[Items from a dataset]
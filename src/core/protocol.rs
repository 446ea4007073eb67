//! Header names, query parameters and reserved routes of the inbound protocol.

/// Correlation id, echoed back to the caller and bound into the context cross-check.
pub const HDR_REQUEST_ID: &str = "x-request-id";

/// Base64 encoded JSON [`RequestContext`](crate::core::validator::RequestContext).
/// Never forwarded to the application.
pub const HDR_REQUEST_CONTEXT: &str = "x-request-context";

/// Opaque client context sent alongside the signed request context.
pub const HDR_CLIENT_CONTEXT: &str = "x-client-context";

/// Data Action Target signature.
pub const HDR_SIGNATURE: &str = "x-signature";

/// Platform injected base64 encoded JSON carrying the addon identifier.
pub const HDR_ADDON_CONTEXT: &str = "x-addon-context";

/// Correlation header sent on every call to the integration service (`REQUEST_ID`).
pub const HDR_OUTBOUND_REQUEST_ID: &str = "request_id";

pub const QUERY_ORG_ID: &str = "orgId";
pub const QUERY_API_NAME: &str = "apiName";

/// Diagnostic route answering with the mesh version.
pub const INFO_ROUTE: &str = "/__herokuIntegrationServiceMeshInfo";
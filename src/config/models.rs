//! Configuration data structures for the integration mesh.
//!
//! These types map directly to the optional YAML configuration file and to the
//! environment variables the platform injects. Every section carries defaults so
//! that an empty file (or no file at all) still yields a usable snapshot once the
//! required integration credentials are present.
//!
//! A [`MeshConfig`] is built once at startup, validated, wrapped in an `Arc` and
//! never mutated afterwards. Request handlers only ever read it.
use std::collections::BTreeMap;

use serde::{Deserialize, Serialize};

/// Default Salesforce authentication API path on the integration service.
pub const SALESFORCE_AUTH_PATH: &str = "/invocations/authentication";

/// Default Data Action Target authentication API path on the integration service.
pub const DATA_ACTION_TARGET_AUTH_PATH: &str = "/data_action_targets/authenticate";

/// Default health check route.
pub const HEALTH_CHECK_ROUTE: &str = "/healthcheck";

/// Default YAML file looked up in the working directory.
pub const YAML_FILE_NAME: &str = "integration-mesh.yaml";

/// Target application settings.
#[derive(Debug, Serialize, Deserialize, Clone, PartialEq, Eq)]
#[serde(default)]
pub struct AppConfig {
    /// Scheme and host of the backing application, e.g. `http://127.0.0.1`.
    pub host: String,
    /// Port of the backing application, kept as text as it is spliced into URLs.
    pub port: String,
}

impl Default for AppConfig {
    fn default() -> Self {
        Self {
            host: "http://127.0.0.1".to_string(),
            port: "3000".to_string(),
        }
    }
}

#[derive(Debug, Serialize, Deserialize, Clone, Default, PartialEq, Eq)]
#[serde(default)]
pub struct AuthenticationConfig {
    /// Route patterns that skip validation and authentication.
    ///
    /// A trailing `*` turns the pattern into a prefix match; anything else must
    /// match exactly (optionally followed by a query string).
    pub bypass_routes: Vec<String>,
}

#[derive(Debug, Serialize, Deserialize, Clone, PartialEq, Eq)]
#[serde(default)]
pub struct HealthCheckConfig {
    pub enable: bool,
    pub route: String,
}

impl Default for HealthCheckConfig {
    fn default() -> Self {
        Self {
            enable: true,
            route: HEALTH_CHECK_ROUTE.to_string(),
        }
    }
}

#[derive(Debug, Serialize, Deserialize, Clone, Default, PartialEq, Eq)]
#[serde(default)]
pub struct MeshSettings {
    pub authentication: AuthenticationConfig,
    pub health_check: HealthCheckConfig,
}

/// Connection details for the remote integration (authorization) service.
#[derive(Debug, Serialize, Deserialize, Clone, PartialEq, Eq)]
#[serde(default)]
pub struct IntegrationConfig {
    /// Default authorization base URL. Per-tenant URLs override it per request.
    pub api_url: String,
    /// Bearer token presented on every authorization call.
    pub token: String,
    pub salesforce_auth_path: String,
    pub data_action_target_auth_path: String,
}

impl Default for IntegrationConfig {
    fn default() -> Self {
        Self {
            api_url: String::new(),
            token: String::new(),
            salesforce_auth_path: SALESFORCE_AUTH_PATH.to_string(),
            data_action_target_auth_path: DATA_ACTION_TARGET_AUTH_PATH.to_string(),
        }
    }
}

/// Outbound timeouts. A timeout is reported exactly like a transport failure.
#[derive(Debug, Serialize, Deserialize, Clone, PartialEq, Eq)]
#[serde(default)]
pub struct TimeoutConfig {
    pub auth_secs: u64,
    pub forward_secs: u64,
}

impl Default for TimeoutConfig {
    fn default() -> Self {
        Self {
            auth_secs: 10,
            forward_secs: 30,
        }
    }
}

#[derive(Debug, Serialize, Deserialize, Clone, PartialEq, Eq)]
#[serde(default)]
pub struct LimitsConfig {
    /// Maximum inbound body size buffered in memory.
    pub max_body_bytes: usize,
}

impl Default for LimitsConfig {
    fn default() -> Self {
        Self {
            max_body_bytes: 10 * 1024 * 1024,
        }
    }
}

#[derive(Debug, Serialize, Deserialize, Clone, PartialEq, Eq)]
#[serde(default)]
pub struct LoggingConfig {
    /// Default filter directive when `RUST_LOG` is not set.
    pub level: String,
    /// Emit JSON lines instead of human readable output.
    pub json: bool,
}

impl Default for LoggingConfig {
    fn default() -> Self {
        Self {
            level: "info".to_string(),
            json: true,
        }
    }
}

/// Immutable, process-lifetime configuration snapshot.
#[derive(Debug, Serialize, Deserialize, Clone, PartialEq, Eq)]
#[serde(default)]
pub struct MeshConfig {
    /// Public port the mesh listens on.
    pub port: u16,
    /// Interface the mesh binds to.
    pub bind_host: String,
    pub app: AppConfig,
    pub mesh: MeshSettings,
    pub integration: IntegrationConfig,
    /// Skip validation and authentication for every route.
    pub bypass_all_routes: bool,
    pub timeouts: TimeoutConfig,
    pub limits: LimitsConfig,
    pub logging: LoggingConfig,
    /// Per-tenant authorization URLs harvested from the environment at load
    /// time, keyed by variable name.
    pub tenant_urls: BTreeMap<String, String>,
}

impl Default for MeshConfig {
    fn default() -> Self {
        Self {
            port: 8070,
            bind_host: "0.0.0.0".to_string(),
            app: AppConfig::default(),
            mesh: MeshSettings::default(),
            integration: IntegrationConfig::default(),
            bypass_all_routes: false,
            timeouts: TimeoutConfig::default(),
            limits: LimitsConfig::default(),
            logging: LoggingConfig::default(),
            tenant_urls: BTreeMap::new(),
        }
    }
}

impl MeshConfig {
    /// Create a new configuration builder
    pub fn builder() -> MeshConfigBuilder {
        MeshConfigBuilder::default()
    }

    /// Address the public listener binds to.
    pub fn listen_addr(&self) -> String {
        format!("{}:{}", self.bind_host, self.port)
    }

    /// Base URL of the target application, without path.
    pub fn app_base_url(&self) -> String {
        format!("{}:{}", self.app.host, self.app.port)
    }

    /// Version reported on the diagnostic info route.
    pub fn version(&self) -> &'static str {
        env!("CARGO_PKG_VERSION")
    }
}

/// Builder for [`MeshConfig`], mostly useful for embedding and tests.
#[derive(Default)]
pub struct MeshConfigBuilder {
    config: MeshConfig,
}

impl MeshConfigBuilder {
    pub fn port(mut self, port: u16) -> Self {
        self.config.port = port;
        self
    }

    /// Point the mesh at the application's base URL (`scheme://host:port`).
    pub fn app_url(mut self, base_url: &str) -> Self {
        match base_url.rsplit_once(':') {
            Some((host, port)) if port.chars().all(|c| c.is_ascii_digit()) => {
                self.config.app.host = host.to_string();
                self.config.app.port = port.to_string();
            }
            _ => self.config.app.host = base_url.to_string(),
        }
        self
    }

    pub fn integration(mut self, api_url: impl Into<String>, token: impl Into<String>) -> Self {
        self.config.integration.api_url = api_url.into();
        self.config.integration.token = token.into();
        self
    }

    pub fn bypass_all_routes(mut self, bypass: bool) -> Self {
        self.config.bypass_all_routes = bypass;
        self
    }

    pub fn bypass_route(mut self, pattern: impl Into<String>) -> Self {
        self.config
            .mesh
            .authentication
            .bypass_routes
            .push(pattern.into());
        self
    }

    pub fn health_check(mut self, enable: bool, route: impl Into<String>) -> Self {
        self.config.mesh.health_check = HealthCheckConfig {
            enable,
            route: route.into(),
        };
        self
    }

    pub fn tenant_url(mut self, name: impl Into<String>, url: impl Into<String>) -> Self {
        self.config.tenant_urls.insert(name.into(), url.into());
        self
    }

    pub fn timeouts(mut self, auth_secs: u64, forward_secs: u64) -> Self {
        self.config.timeouts = TimeoutConfig {
            auth_secs,
            forward_secs,
        };
        self
    }

    pub fn build(self) -> MeshConfig {
        self.config
    }
}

» **YOUR OBJECTIVE**
Every line above that holds the word "enable" is to be found and copied.

» **ANSWER TO THIS TASK**
    pub enable: bool,
            enable: true,
    pub fn health_check(mut self, enable: bool, route: impl Into<String>) -> Self {
            enable,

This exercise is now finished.